[REQUIRED WORK]: Only the lines containing "codec" belong in the answer; find them in the material below.

[SUPPLIED ENTRIES]:
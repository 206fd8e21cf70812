//! Auth Router

use axum::{
    Router, middleware,
    routing::{get, post},
};

use crate::application::service::{AuthService, AuthStore};
use crate::presentation::handlers;
use crate::presentation::middleware::{AuthFilter, enforce};

pub const ADMIN_REQUIRED: &str = "Admin access required";
pub const SUPERUSER_REQUIRED: &str = "Superuser access required";

/// Create the Auth router for any store implementation
///
/// Filters are built here once and share the service's token codec.
pub fn auth_router<R>(service: AuthService<R>) -> Router
where
    R: AuthStore,
{
    let codec = service.codec().clone();
    let authenticated = AuthFilter::authenticated(codec.clone());
    let admin = AuthFilter::authenticated(codec.clone()).superuser(ADMIN_REQUIRED);
    let superuser = AuthFilter::authenticated(codec).superuser(SUPERUSER_REQUIRED);

    let authenticated_routes = Router::new()
        .route("/profile", get(handlers::profile::<R>))
        .route("/password", post(handlers::change_password::<R>))
        .route_layer(middleware::from_fn_with_state(authenticated, enforce));

    let admin_routes = Router::new()
        .route("/admin", get(handlers::admin))
        .route_layer(middleware::from_fn_with_state(admin, enforce));

    let superuser_routes = Router::new()
        .route("/superuser", get(handlers::superuser))
        .route_layer(middleware::from_fn_with_state(superuser, enforce));

    Router::new()
        .route("/register", post(handlers::register::<R>))
        .route("/login", post(handlers::login::<R>))
        .merge(authenticated_routes)
        .merge(admin_routes)
        .merge(superuser_routes)
        .with_state(service)
}

#[cfg(test)]
mod tests {
    use super::*;
    use std::sync::Arc;

    use axum::body::Body;
    use axum::http::{Request, StatusCode, header};
    use chrono::{DateTime, Duration, TimeZone, Utc};
    use http_body_util::BodyExt;
    use kernel::clock::{Clock, ManualClock};
    use platform::password::MIN_COST;
    use serde_json::{Value, json};
    use tower::ServiceExt;

    use crate::application::config::AuthConfig;
    use crate::application::profile::UpdateUserInput;
    use crate::domain::value_object::user_id::UserId;
    use crate::infra::memory::InMemoryAuthRepository;

    const ALICE: &str = r#"{"username":"alice","email":"a@x","password":"hunter2","first_name":"A","last_name":"L"}"#;

    struct TestApp {
        router: Router,
        service: AuthService<InMemoryAuthRepository>,
        clock: ManualClock,
    }

    fn test_app() -> TestApp {
        test_app_with_secret("router-test-secret")
    }

    fn test_app_with_secret(secret: &str) -> TestApp {
        let clock = ManualClock::new(Utc.with_ymd_and_hms(2024, 1, 1, 0, 0, 0).unwrap());
        let shared: Arc<dyn Clock> = Arc::new(clock.clone());
        let config = AuthConfig::new(secret, Duration::hours(24))
            .unwrap()
            .with_password_cost(MIN_COST)
            .unwrap();
        let service = AuthService::new(
            InMemoryAuthRepository::new(shared.clone()),
            config,
            shared,
        );
        TestApp {
            router: auth_router(service.clone()),
            service,
            clock,
        }
    }

    impl TestApp {
        async fn send(&self, req: Request<Body>) -> (StatusCode, Value) {
            let res = self.router.clone().oneshot(req).await.unwrap();
            let status = res.status();
            let bytes = res.into_body().collect().await.unwrap().to_bytes();
            let body = if bytes.is_empty() {
                Value::Null
            } else {
                serde_json::from_slice(&bytes).unwrap()
            };
            (status, body)
        }

        async fn post(&self, uri: &str, body: &str, token: Option<&str>) -> (StatusCode, Value) {
            let mut req = Request::post(uri).header(header::CONTENT_TYPE, "application/json");
            if let Some(token) = token {
                req = req.header(header::AUTHORIZATION, format!("Bearer {token}"));
            }
            self.send(req.body(Body::from(body.to_string())).unwrap())
                .await
        }

        async fn get(&self, uri: &str, authorization: Option<&str>) -> (StatusCode, Value) {
            let mut req = Request::get(uri);
            if let Some(value) = authorization {
                req = req.header(header::AUTHORIZATION, value);
            }
            self.send(req.body(Body::empty()).unwrap()).await
        }

        async fn login(&self, handle: &str, password: &str) -> (StatusCode, Value) {
            let body = json!({ "username": handle, "password": password }).to_string();
            self.post("/login", &body, None).await
        }

        async fn token_for(&self, handle: &str, password: &str) -> String {
            let (status, body) = self.login(handle, password).await;
            assert_eq!(status, StatusCode::OK);
            body["token"].as_str().unwrap().to_string()
        }
    }

    #[tokio::test]
    async fn test_register_login_profile() {
        let app = test_app();

        let (status, body) = app.post("/register", ALICE, None).await;
        assert_eq!(status, StatusCode::CREATED);
        assert_eq!(body["user_id"], 1);
        assert_eq!(body["username"], "alice");
        assert_eq!(body["message"], "User registered successfully");

        let (status, body) = app.login("alice", "hunter2").await;
        assert_eq!(status, StatusCode::OK);
        assert_eq!(body["user_id"], 1);
        let token = body["token"].as_str().unwrap();
        assert!(!token.is_empty());
        let expires_at: DateTime<Utc> = body["expires_at"].as_str().unwrap().parse().unwrap();
        assert_eq!(expires_at, app.clock.now() + Duration::hours(24));

        let (status, body) = app.get("/profile", Some(&format!("Bearer {token}"))).await;
        assert_eq!(status, StatusCode::OK);
        assert_eq!(body["username"], "alice");
        assert_eq!(body["email"], "a@x");
        assert_eq!(body["first_name"], "A");
        assert!(body.get("password").is_none());
        assert!(body.get("password_hash").is_none());
    }

    #[tokio::test]
    async fn test_login_by_email() {
        let app = test_app();
        app.post("/register", ALICE, None).await;

        let (status, body) = app.login("a@x", "hunter2").await;
        assert_eq!(status, StatusCode::OK);
        assert_eq!(body["user_id"], 1);
    }

    #[tokio::test]
    async fn test_wrong_password() {
        let app = test_app();
        app.post("/register", ALICE, None).await;

        let (status, body) = app.login("alice", "nope").await;
        assert_eq!(status, StatusCode::UNAUTHORIZED);
        assert_eq!(body["detail"], "Invalid credentials");

        let (status, body) = app.login("nobody", "hunter2").await;
        assert_eq!(status, StatusCode::UNAUTHORIZED);
        assert_eq!(body["detail"], "Invalid credentials");
    }

    #[tokio::test]
    async fn test_admin_gating() {
        let app = test_app();
        app.post("/register", ALICE, None).await;
        let token = app.token_for("alice", "hunter2").await;

        let (status, body) = app.get("/admin", Some(&format!("Bearer {token}"))).await;
        assert_eq!(status, StatusCode::FORBIDDEN);
        assert_eq!(body["detail"], ADMIN_REQUIRED);

        let (status, body) = app.get("/superuser", Some(&format!("Bearer {token}"))).await;
        assert_eq!(status, StatusCode::FORBIDDEN);
        assert_eq!(body["detail"], SUPERUSER_REQUIRED);

        app.service
            .update_user(
                UserId::from_raw(1),
                UpdateUserInput {
                    is_superuser: Some(true),
                    ..Default::default()
                },
            )
            .await
            .unwrap();

        // The old token still carries is_superuser = false
        let (status, _) = app.get("/admin", Some(&format!("Bearer {token}"))).await;
        assert_eq!(status, StatusCode::FORBIDDEN);

        let fresh = app.token_for("alice", "hunter2").await;
        let (status, body) = app.get("/admin", Some(&format!("Bearer {fresh}"))).await;
        assert_eq!(status, StatusCode::OK);
        assert_eq!(body["user_id"], 1);
        assert_eq!(body["username"], "alice");

        let (status, _) = app.get("/superuser", Some(&format!("Bearer {fresh}"))).await;
        assert_eq!(status, StatusCode::OK);
    }

    #[tokio::test]
    async fn test_duplicate_register() {
        let app = test_app();
        let (status, _) = app.post("/register", ALICE, None).await;
        assert_eq!(status, StatusCode::CREATED);

        let (status, body) = app.post("/register", ALICE, None).await;
        assert_eq!(status, StatusCode::BAD_REQUEST);
        assert_eq!(body["detail"], "User name or email already exists");
    }

    #[tokio::test]
    async fn test_register_validation_error() {
        let app = test_app();
        let body = r#"{"username":"al","email":"a@x","password":"hunter2"}"#;

        let (status, body) = app.post("/register", body, None).await;
        assert_eq!(status, StatusCode::BAD_REQUEST);
        assert_eq!(body["status"], 400);

        let body = r#"{"username":"alice","email":"not-an-email","password":"hunter2"}"#;
        let (status, body) = app.post("/register", body, None).await;
        assert_eq!(status, StatusCode::BAD_REQUEST);
        assert_eq!(body["detail"], "Invalid email format");
        assert_eq!(body["action"], "Use the form local@domain");
    }

    #[tokio::test]
    async fn test_malformed_bodies_are_bad_requests() {
        let app = test_app();
        app.post("/register", ALICE, None).await;
        let token = app.token_for("alice", "hunter2").await;

        for (uri, body, token) in [
            ("/register", r#"{"username":"bob","email":"b@x"}"#, None),
            ("/login", r#"{"username":"alice"}"#, None),
            ("/login", "{not json", None),
            ("/password", r#"{"new_password":"s3cret"}"#, Some(token.as_str())),
        ] {
            let (status, body) = app.post(uri, body, token).await;
            assert_eq!(status, StatusCode::BAD_REQUEST, "{uri}");
            assert_eq!(body["status"], 400);
            assert_eq!(body["detail"], handlers::INVALID_BODY);
        }
    }

    #[tokio::test]
    async fn test_register_without_content_type() {
        let app = test_app();
        let req = Request::post("/register").body(Body::from(ALICE)).unwrap();

        let (status, body) = app.send(req).await;
        assert_eq!(status, StatusCode::BAD_REQUEST);
        assert_eq!(body["detail"], handlers::INVALID_BODY);
        assert!(app.service.get_user(UserId::from_raw(1)).await.is_err());
    }

    #[tokio::test]
    async fn test_protected_routes_reject_bad_credentials() {
        let app = test_app();
        app.post("/register", ALICE, None).await;
        let token = app.token_for("alice", "hunter2").await;

        let other = test_app_with_secret("some-other-secret");
        other.post("/register", ALICE, None).await;
        let foreign = other.token_for("alice", "hunter2").await;

        let unsigned = {
            let mut parts: Vec<&str> = token.split('.').collect();
            parts[2] = "";
            parts.join(".")
        };

        for path in ["/profile", "/admin", "/superuser"] {
            for auth in [
                None,
                Some(format!("Basic {token}")),
                Some(token.clone()),
                Some(format!("Bearer {unsigned}")),
                Some(format!("Bearer {foreign}")),
            ] {
                let (status, _) = app.get(path, auth.as_deref()).await;
                assert_eq!(status, StatusCode::UNAUTHORIZED, "{path} {auth:?}");
            }
        }
    }

    #[tokio::test]
    async fn test_expired_token_is_rejected() {
        let app = test_app();
        app.post("/register", ALICE, None).await;
        let token = app.token_for("alice", "hunter2").await;

        app.clock.advance(Duration::hours(24));
        let (status, body) = app.get("/profile", Some(&format!("Bearer {token}"))).await;
        assert_eq!(status, StatusCode::UNAUTHORIZED);
        assert_eq!(body["detail"], "Invalid or expired token");
    }

    #[tokio::test]
    async fn test_change_password_endpoint() {
        let app = test_app();
        app.post("/register", ALICE, None).await;
        let token = app.token_for("alice", "hunter2").await;

        let wrong = r#"{"current_password":"nope","new_password":"s3cret"}"#;
        let (status, body) = app.post("/password", wrong, Some(&token)).await;
        assert_eq!(status, StatusCode::BAD_REQUEST);
        assert_eq!(body["detail"], "Current password is incorrect");

        let right = r#"{"current_password":"hunter2","new_password":"s3cret"}"#;
        let (status, _) = app.post("/password", right, Some(&token)).await;
        assert_eq!(status, StatusCode::NO_CONTENT);

        assert_eq!(app.login("alice", "hunter2").await.0, StatusCode::UNAUTHORIZED);
        assert_eq!(app.login("alice", "s3cret").await.0, StatusCode::OK);

        let (status, _) = app.post("/password", right, None).await;
        assert_eq!(status, StatusCode::UNAUTHORIZED);
    }
}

[ANSWER TO THE EXERCISE]:
/// Filters are built here once and share the service's token codec.
    let codec = service.codec().clone();
    let authenticated = AuthFilter::authenticated(codec.clone());
    let admin = AuthFilter::authenticated(codec.clone()).superuser(ADMIN_REQUIRED);
    let superuser = AuthFilter::authenticated(codec).superuser(SUPERUSER_REQUIRED);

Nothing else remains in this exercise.